I understand that my insurance claims will be sent electronically via computer modem to a third party billing insurance electronic portal. SCMH LLC will direct insurance claims to my insurance company electronically where it will be reviewed by any insurance company staff assigned to review claims. I understand that my insurance company will obtain information listed on the insurance claim about my diagnosis and dates fo my mental health treatment sessions. By my signature on the HIPPA consent form under financial agreement, I am giving Sandia Crest Mental Health LLC (SCMH LLC) permission to release all data necessary to my insurance company to determine eligibility and to process my insurance claim electronically. I realize that my insurance company may choose to make this information ava ilable to other entities, including other insurance companies. Furthermore, I authorize that payment of mental health/ chemical dependency benefits be made to Sandia Crest Mental Health LLC. Any questions that I have about confidentiality can be answered in the Notice of Privacy Practices given at the initial appointment. I have also signed the HIPPA acknowledgement form and understand my client rights and rules regarding release of Protected Health Information. I have been informed that I can ask the Privacy Officer any questions regarding confidentiality of records, the compliant procedure, or other matters pertaining to my review of my record.
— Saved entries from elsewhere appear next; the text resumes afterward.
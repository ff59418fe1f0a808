//! Riding a moving platform: stand still near its center and wait.

use cgmath::Vector3;

use crate::math;
use crate::physics::Ground;
use crate::plan::PlanEnv;
use crate::world::PhysicsWorld;

pub(super) fn plan_ride<W: PhysicsWorld>(env: &mut PlanEnv<W>) {
    let (mins, maxs) = match env.cx.sim_state.ground {
        Ground::Platform {
            mins,
            maxs,
            at_top: false,
        } => (mins, maxs),
        // Not riding (or already done); let the engine pick
        _ => {
            env.cx.cannot_apply(None);
            return;
        }
    };

    let center = (mins + maxs) * 0.5;
    let origin = env.cx.sim_state.origin;
    let to_center = Vector3::new(center.x - origin.x, center.y - origin.y, 0.0);

    let input = &mut env.cx.record.input;
    input.clear();
    input.is_ucmd_set = true;
    // Aiming is free while waiting
    input.can_override_look_vec = true;
    input.can_override_ucmd = false;

    // Drift toward the center so the platform edge cannot shear us off
    if let Some(dir) = math::try_normalize_2d(to_center) {
        if math::distance_2d(origin, center) > 16.0 {
            input.set_intended_look_dir(dir, true);
            input.forward_move = 1;
            input.walk = true;
            input.can_override_look_vec = false;
        } else {
            input.set_already_computed_angles(env.cx.sim_state.pitch, env.cx.sim_state.yaw);
            input.is_look_dir_set = true;
        }
    } else {
        input.set_already_computed_angles(env.cx.sim_state.pitch, env.cx.sim_state.yaw);
        input.is_look_dir_set = true;
    }
}

pub(super) fn check_ride<W: PhysicsWorld>(env: &mut PlanEnv<W>, _frame_index: usize) {
    match env.cx.sim_state.ground {
        // Reached the top, or stepped off: ordinary planning resumes
        Ground::Platform { at_top: true, .. } | Ground::World => env.cx.set_completed(),
        _ => {}
    }
}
Although I have requested the office to bill my insurance company on my behalf, I clearly understand that it is still my responsibility to make sure the bill is paid in a reasonable time. If for any reason any portion of my bill is not paid by my insurance, I further agree to make arrangement for prompt payment of bill.
*Certain special services (e.g. school evaluations , school interventions, report writing, some types of testing, court-ordered treatment/evaluation) are often not covered by insurance. It is the clients responsibility to determine what services are and are not covered by their health insurance. If you are being seen for any services other than psychotherapy and psychiatric medication management it is strongly recommended you call your insurance carrier to verify coverage.
*If you become involved in any legal matter that requires your therapist to testify in Court, or to prepare reports for your attorney or the Court, you will be charged $175.00 per hour for these special services. These services will not be billed to insurance as they are not mental health therapy/evaluation services. You will not necessarily be reminded of these special charges.
I understand that charges will be added to my account for professional services rendered by my therapist (i.e., phone contacts over 5 minutes, preparation of special forms, reports, court time, etc.). The fee for these services is $130.00/hour and is not covered by insurance. The client will be reminded prior to the delivery of these services of the additional charges. For court-ordered Custody Evaluations the fee is $130.00 per hour for all services. I understand that copies of my records will be charged to myself and not to my insurance company for a fee of $175.00 or $10.00 per page whichever is greater.
This office does not perform disability examinations at this time.
The following applies to all clients.
I am aware that I will be charged $45.00 for each appointment that I miss or cancel less than 48 hours in advance or I may be discharged from SCMH LLC if I should no show more than 2 times in a 6 months period. I am also aware that copays must be paid at the time of service. Failure to do so will result in a $5.00 charge in addition to the copay. I agree to pay this amount and I understand that these charges cannot be billed to my health insurance carrier. If I request a copy of my records I will be charged the rates listed in the Office Policies document I received.
In the case of default on payment of your account, collection costs and reasonable fees incurred by Sandia Crest Mental Health LLC in attempting to collect payment on your account will be charged to you. This will add 30% to your amount due.
I have read and understand the financial agreement as detailed above. By my signature below I agree to abide by the terms of the financial agreement, fully understand the release of information to my insurance carrier, and agree to make all efforts to pay for services rendered in a timely fashion. I am signing this agreement prior to receiving any professional services and understand that should I choose not to proceed with my initial session due to my finding the terms of this agreement unacceptable I will not be charged for the canceled session.